Analyses

EU-Ukraine Summit: a cautious extension of cooperation

The 23rd EU-Ukraine Summit took place on 12 October in Kyiv, with the participation of President Volodymyr Zelensky and Prime Minister Denys Shmyhal, as well as President of the European Council Charles Michel, President of the European Commission Ursula von der Leyen and High Representative of the Union for Foreign Affairs and Security Policy Josep Borrell. During the meeting, an agreement on a common airspace liberalising the rules of air transport was signed, along with agreements on Ukraine's accession to EU programmes: research, culture and innovation funding. The final declaration stressed the efforts made by the Ukrainian government to deoligarchise the country and the steps taken to combat corruption. Efforts to extend cooperation and further support reforms in the country were also declared. Russia's violation of Ukraine's sovereignty and territorial integrity was also condemned and Moscow, as a party to the conflict, was called on to take responsibility for ending the war in Donbass.

Commentary

  • The signing of three agreements – on the so-called ‘open sky’ and on Kyiv’s participation in EU programmes supporting scientific research and cultural projects is the practical and positive outcome of the summit. The agreement on the creation of a common airspace provides for Ukraine's gradual accession to the common aviation market and removes restrictions and limitations on flights between the parties, guaranteeing open competition between carriers. Its implementation is expected to improve transport links and to make them more frequent and cheaper. This, in turn, will facilitate contacts between people and increase trade. Another two agreements – on Ukraine's participation in Horizon Europe and the Euratom research and training programme (with budgets of €95.5 billion for 2021-2027 and €1.38 billion for 2021-2025, respectively) and the Creative Europe programme (budget of €2.44 billion for 2021-2027) – provide for the participation of Ukrainian entities under the same conditions as those applicable to the member states. Both agreements will enable Ukrainian researchers and creators to benefit from EU subsidies and develop cooperation with EU partners. The provisions on supporting Kyiv in extending the transit of Russian gas after 2024, when the agreement with Gazprom expires, and on increasing the EU's involvement in increasing Ukraine's security resilience (no specific decisions have been made on these issues) should also be assessed positively. In addition, the provision of a second tranche of macro-financial assistance of €600 million to Ukraine was confirmed.
  • The summit took place in the context of Kyiv’s efforts to renegotiate the Deep and Comprehensive Free Trade Area (DCFTA) agreement (which is part of the Association Agreement). Furthermore, the Ukrainian government has increasingly been emphasising the need for the country to be offered the prospect of EU membership.
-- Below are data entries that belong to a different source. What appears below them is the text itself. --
use crate::api_state::ApiState;
use crate::root::handlers::{health, root};
use axum::{Router, routing::get};

pub fn root_public_router() -> Router<ApiState> {
    Router::new()
        .route("/", get(root))
        .route("/health", get(health))
}
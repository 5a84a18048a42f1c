use crate::api_client::{PhotoFile, SubmissionBackend};
use common_types::{NewSubmission, is_valid_email};
use std::sync::Arc;
use thiserror::Error;
use tracing::{error, info, warn};
use uuid::Uuid;

#[derive(Debug, Clone, Copy, PartialEq, Eq, PartialOrd, Ord)]
pub enum WizardPage {
    Name = 1,
    Place = 2,
    Story = 3,
    Photo = 4,
    Email = 5,
    ThankYou = 6,
}

impl WizardPage {
    #[must_use]
    pub const fn number(self) -> u8 {
        self as u8
    }

    #[must_use]
    pub const fn from_number(number: u8) -> Self {
        match number {
            0 | 1 => Self::Name,
            2 => Self::Place,
            3 => Self::Story,
            4 => Self::Photo,
            5 => Self::Email,
            _ => Self::ThankYou,
        }
    }

    #[must_use]
    pub const fn next(self) -> Self {
        Self::from_number(self.number() + 1)
    }

    #[must_use]
    pub const fn previous(self) -> Self {
        Self::from_number(self.number().saturating_sub(1))
    }
}

/// Why the wizard refused to move on. The message is shown inline.
#[derive(Debug, Clone, PartialEq, Eq, Error)]
pub enum WizardError {
    #[error("Please fill in all fields")]
    MissingPlaceFields,

    #[error("Please share why this place matters to you")]
    MissingStory,

    #[error("Please upload a photo")]
    MissingPhoto,

    #[error("Please enter a valid email address")]
    InvalidEmail,

    #[error("{0}")]
    SubmitFailed(String),
}

/// Everything typed or picked so far. Lives only as long as the wizard.
#[derive(Debug, Clone, Default, PartialEq, Eq)]
pub struct SubmissionDraft {
    pub name: String,
    pub place_name: String,
    pub city: String,
    pub country: String,
    pub why_special: String,
    pub photo: Option<PhotoFile>,
    pub email: String,
}

impl SubmissionDraft {
    fn to_submission(&self, photo_url: String) -> NewSubmission {
        let name = self.name.trim();
        NewSubmission {
            place_name: self.place_name.clone(),
            city: self.city.clone(),
            country: self.country.clone(),
            name: (!name.is_empty()).then(|| name.to_string()),
            why_special: Some(self.why_special.clone()),
            photo_url,
        }
    }
}

/// Result of pressing "next".
#[derive(Debug, Clone, PartialEq, Eq)]
pub enum StepOutcome {
    /// Validation or submission failed; see [`SubmissionWizard::error`].
    Stayed,
    Advanced(WizardPage),
    /// The submission was stored; the gallery should refetch.
    Submitted { id: Uuid },
}

/// Six-screen flow for submitting a place.
pub struct SubmissionWizard<B: SubmissionBackend> {
    backend: Arc<B>,
    page: WizardPage,
    pub draft: SubmissionDraft,
    error: Option<WizardError>,
    uploading: bool,
    submission_id: Option<Uuid>,
}

impl<B: SubmissionBackend> SubmissionWizard<B> {
    #[must_use]
    pub fn new(backend: Arc<B>) -> Self {
        Self {
            backend,
            page: WizardPage::Name,
            draft: SubmissionDraft::default(),
            error: None,
            uploading: false,
            submission_id: None,
        }
    }

    #[must_use]
    pub const fn page(&self) -> WizardPage {
        self.page
    }

    #[must_use]
    pub const fn error(&self) -> Option<&WizardError> {
        self.error.as_ref()
    }

    #[must_use]
    pub const fn is_uploading(&self) -> bool {
        self.uploading
    }

    #[must_use]
    pub const fn submission_id(&self) -> Option<Uuid> {
        self.submission_id
    }

    /// "n/4" on the pages that count towards the submission.
    #[must_use]
    pub fn page_indicator(&self) -> Option<String> {
        (self.page <= WizardPage::Photo).then(|| format!("{}/4", self.page.number()))
    }

    pub fn select_photo(&mut self, photo: PhotoFile) {
        self.draft.photo = Some(photo);
        self.error = None;
    }

    /// Steps back a page. Once the submission is stored the flow only moves forward.
    pub fn back(&mut self) {
        if self.submission_id.is_some() {
            return;
        }
        self.page = self.page.previous();
    }

    /// Validates the current page and moves on, submitting on the photo page.
    pub async fn next(&mut self) -> StepOutcome {
        let result = match self.page {
            WizardPage::Name | WizardPage::ThankYou => Ok(None),
            WizardPage::Place => self.check_place().map(|()| None),
            WizardPage::Story => self.check_story().map(|()| None),
            WizardPage::Photo => self.submit().await.map(Some),
            WizardPage::Email => self.save_email().await.map(|()| None),
        };

        match result {
            Ok(submitted) => {
                self.error = None;
                self.page = self.page.next();
                match submitted {
                    Some(id) => StepOutcome::Submitted { id },
                    None => StepOutcome::Advanced(self.page),
                }
            }
            Err(err) => {
                self.error = Some(err);
                StepOutcome::Stayed
            }
        }
    }

    fn check_place(&self) -> Result<(), WizardError> {
        let draft = &self.draft;
        if [&draft.place_name, &draft.city, &draft.country]
            .iter()
            .any(|field| field.trim().is_empty())
        {
            return Err(WizardError::MissingPlaceFields);
        }
        Ok(())
    }

    fn check_story(&self) -> Result<(), WizardError> {
        if self.draft.why_special.trim().is_empty() {
            return Err(WizardError::MissingStory);
        }
        Ok(())
    }

    /// Upload, then insert without email. A failed insert leaves the
    /// uploaded object behind.
    async fn submit(&mut self) -> Result<Uuid, WizardError> {
        let Some(photo) = self.draft.photo.clone() else {
            return Err(WizardError::MissingPhoto);
        };

        self.uploading = true;
        self.error = None;
        let result = self.upload_and_insert(&photo).await;
        self.uploading = false;

        let id = result.map_err(|message| {
            error!("Submission error: {message}");
            WizardError::SubmitFailed(message)
        })?;
        info!("Submission {id} stored");
        self.submission_id = Some(id);
        Ok(id)
    }

    async fn upload_and_insert(&self, photo: &PhotoFile) -> Result<Uuid, String> {
        let photo_url = self
            .backend
            .upload_photo(photo)
            .await
            .map_err(|e| e.to_string())?;
        let submission = self.draft.to_submission(photo_url);
        self.backend
            .insert_submission(&submission)
            .await
            .map_err(|e| e.to_string())
    }

    /// Optional email. Invalid input blocks; a failed save does not.
    async fn save_email(&self) -> Result<(), WizardError> {
        let email = self.draft.email.trim();
        if email.is_empty() {
            return Ok(());
        }
        if !is_valid_email(email) {
            return Err(WizardError::InvalidEmail);
        }

        let Some(id) = self.submission_id else {
            warn!("Skipping email update: no submission id");
            return Ok(());
        };
        if let Err(err) = self.backend.attach_email(id, email).await {
            error!("Failed to update email: {err}");
        }
        Ok(())
    }
}

#[cfg(test)]
mod tests {
    use super::*;
    use crate::api_client::ClientError;
    use async_trait::async_trait;
    use std::sync::Mutex;

    #[derive(Default)]
    struct FakeBackend {
        fail_upload: bool,
        fail_insert: bool,
        fail_email: bool,
        inserted: Mutex<Vec<NewSubmission>>,
        emails: Mutex<Vec<(Uuid, String)>>,
        id: Uuid,
    }

    fn remote_error() -> ClientError {
        ClientError::Api {
            status: 500,
            message: "Failed to save submission".to_string(),
        }
    }

    #[async_trait]
    impl SubmissionBackend for FakeBackend {
        async fn upload_photo(&self, photo: &PhotoFile) -> Result<String, ClientError> {
            if self.fail_upload {
                return Err(ClientError::Upload(403));
            }
            Ok(format!("https://assets.example.com/gallery/{}", photo.file_name))
        }

        async fn insert_submission(&self, submission: &NewSubmission) -> Result<Uuid, ClientError> {
            if self.fail_insert {
                return Err(remote_error());
            }
            if let Ok(mut inserted) = self.inserted.lock() {
                inserted.push(submission.clone());
            }
            Ok(self.id)
        }

        async fn attach_email(&self, submission_id: Uuid, email: &str) -> Result<(), ClientError> {
            if self.fail_email {
                return Err(remote_error());
            }
            if let Ok(mut emails) = self.emails.lock() {
                emails.push((submission_id, email.to_string()));
            }
            Ok(())
        }
    }

    fn backend() -> FakeBackend {
        FakeBackend {
            id: Uuid::new_v4(),
            ..FakeBackend::default()
        }
    }

    fn filled(backend: FakeBackend) -> SubmissionWizard<FakeBackend> {
        let mut wizard = SubmissionWizard::new(Arc::new(backend));
        wizard.draft = SubmissionDraft {
            name: String::new(),
            place_name: "Blue Bottle".to_string(),
            city: "Kyoto".to_string(),
            country: "Japan".to_string(),
            why_special: "Rainy mornings".to_string(),
            photo: Some(PhotoFile {
                file_name: "cafe.jpg".to_string(),
                content_type: "image/jpeg".to_string(),
                bytes: vec![1, 2, 3],
            }),
            email: String::new(),
        };
        wizard
    }

    async fn advance_to(wizard: &mut SubmissionWizard<FakeBackend>, page: WizardPage) {
        while wizard.page() < page {
            assert_ne!(wizard.next().await, StepOutcome::Stayed);
        }
    }

    #[tokio::test]
    async fn happy_path_submits_and_saves_email() {
        let backend = backend();
        let id = backend.id;
        let mut wizard = filled(backend);
        wizard.draft.email = "someone@example.com".to_string();

        assert_eq!(wizard.page_indicator().as_deref(), Some("1/4"));
        advance_to(&mut wizard, WizardPage::Photo).await;
        assert_eq!(wizard.page_indicator().as_deref(), Some("4/4"));

        assert_eq!(wizard.next().await, StepOutcome::Submitted { id });
        assert_eq!(wizard.page(), WizardPage::Email);
        assert!(!wizard.is_uploading());
        assert_eq!(wizard.page_indicator(), None);

        assert_eq!(wizard.next().await, StepOutcome::Advanced(WizardPage::ThankYou));
        let inserted = wizard.backend.inserted.lock().map(|i| i.clone()).unwrap_or_default();
        assert_eq!(inserted.len(), 1);
        assert_eq!(inserted[0].name, None);
        assert_eq!(inserted[0].photo_url, "https://assets.example.com/gallery/cafe.jpg");
        let emails = wizard.backend.emails.lock().map(|e| e.clone()).unwrap_or_default();
        assert_eq!(emails, vec![(id, "someone@example.com".to_string())]);
    }

    #[tokio::test]
    async fn place_page_requires_all_fields() {
        let mut wizard = filled(backend());
        wizard.draft.city = "  ".to_string();
        advance_to(&mut wizard, WizardPage::Place).await;

        assert_eq!(wizard.next().await, StepOutcome::Stayed);
        assert_eq!(wizard.page(), WizardPage::Place);
        assert_eq!(
            wizard.error().map(ToString::to_string).as_deref(),
            Some("Please fill in all fields")
        );

        wizard.draft.city = "Kyoto".to_string();
        assert_eq!(wizard.next().await, StepOutcome::Advanced(WizardPage::Story));
        assert_eq!(wizard.error(), None);
    }

    #[tokio::test]
    async fn story_is_required() {
        let mut wizard = filled(backend());
        wizard.draft.why_special = String::new();
        advance_to(&mut wizard, WizardPage::Story).await;
        assert_eq!(wizard.next().await, StepOutcome::Stayed);
        assert_eq!(wizard.error(), Some(&WizardError::MissingStory));
    }

    #[tokio::test]
    async fn photo_is_required() {
        let mut wizard = filled(backend());
        wizard.draft.photo = None;
        advance_to(&mut wizard, WizardPage::Photo).await;
        assert_eq!(wizard.next().await, StepOutcome::Stayed);
        assert_eq!(wizard.error(), Some(&WizardError::MissingPhoto));
    }

    #[tokio::test]
    async fn failed_insert_stays_on_photo_page() {
        let mut wizard = filled(FakeBackend {
            fail_insert: true,
            ..backend()
        });
        advance_to(&mut wizard, WizardPage::Photo).await;

        assert_eq!(wizard.next().await, StepOutcome::Stayed);
        assert_eq!(wizard.page(), WizardPage::Photo);
        assert_eq!(wizard.submission_id(), None);
        assert!(!wizard.is_uploading());
        assert_eq!(
            wizard.error(),
            Some(&WizardError::SubmitFailed("Failed to save submission".to_string()))
        );
    }

    #[tokio::test]
    async fn failed_upload_never_inserts() {
        let mut wizard = filled(FakeBackend {
            fail_upload: true,
            ..backend()
        });
        advance_to(&mut wizard, WizardPage::Photo).await;
        assert_eq!(wizard.next().await, StepOutcome::Stayed);
        let inserted = wizard.backend.inserted.lock().map(|i| i.len()).unwrap_or_default();
        assert_eq!(inserted, 0);
    }

    #[tokio::test]
    async fn invalid_email_blocks_but_empty_skips() {
        let mut wizard = filled(backend());
        advance_to(&mut wizard, WizardPage::Email).await;

        wizard.draft.email = "not-an-email".to_string();
        assert_eq!(wizard.next().await, StepOutcome::Stayed);
        assert_eq!(wizard.error(), Some(&WizardError::InvalidEmail));

        wizard.draft.email = String::new();
        assert_eq!(wizard.next().await, StepOutcome::Advanced(WizardPage::ThankYou));
        let emails = wizard.backend.emails.lock().map(|e| e.len()).unwrap_or_default();
        assert_eq!(emails, 0);
    }

    #[tokio::test]
    async fn email_failure_does_not_block() {
        let mut wizard = filled(FakeBackend {
            fail_email: true,
            ..backend()
        });
        advance_to(&mut wizard, WizardPage::Email).await;
        wizard.draft.email = "a@b.co".to_string();
        assert_eq!(wizard.next().await, StepOutcome::Advanced(WizardPage::ThankYou));
    }

    #[tokio::test]
    async fn navigation_is_clamped() {
        let mut wizard = filled(backend());
        wizard.back();
        assert_eq!(wizard.page(), WizardPage::Name);

        advance_to(&mut wizard, WizardPage::Story).await;
        wizard.back();
        assert_eq!(wizard.page(), WizardPage::Place);

        advance_to(&mut wizard, WizardPage::ThankYou).await;
        assert_eq!(wizard.next().await, StepOutcome::Advanced(WizardPage::ThankYou));
        wizard.back();
        assert_eq!(wizard.page(), WizardPage::ThankYou);
    }

    #[tokio::test]
    async fn stored_submission_cannot_be_resubmitted() {
        let mut wizard = filled(backend());
        advance_to(&mut wizard, WizardPage::Email).await;

        wizard.back();
        assert_eq!(wizard.page(), WizardPage::Email);

        assert_eq!(wizard.next().await, StepOutcome::Advanced(WizardPage::ThankYou));
        let inserted = wizard.backend.inserted.lock().map(|i| i.len()).unwrap_or_default();
        assert_eq!(inserted, 1);
    }
}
The first case might be called a partial success since it has been announced that, by the end of this year, the possibility of signing a so-called visa-free industrial regime, i.e. the Agreement on Conformity Assessment and Acceptance of Industrial Products (ACAA), will be assessed). However, in the second case, the statements of the EU leaders did not meet Ukrainian demands – they were limited to declaring “support for Ukraine's European choice”. This fact will determine the increasing criticism of the West and disillusionment with cooperation with the EU among the Ukrainian political elite. This may delay the process of systemic reforms, as Kyiv will not perceive that their political and economic costs will be sufficiently compensated by the benefits of extending cooperation with the EU.
  • The clear signals of bitterness about the lack of membership prospects – the Ukrainian government is aware that it is highly unlikely in the foreseeable future – should be seen as political rhetoric aimed at the Ukrainian public. It is meant to serve as a demonstration of the international activity of Ukraine’s diplomacy and of President Zelensky himself, and to emphasise that the blame for the lack of progress on the road to European integration lies with the EU. Ukraine’s communication strategy is to remain silent on the issues of Brussels' dissatisfaction with the pace of reforms, especially those concerning the judiciary, the security service and the fight against corruption.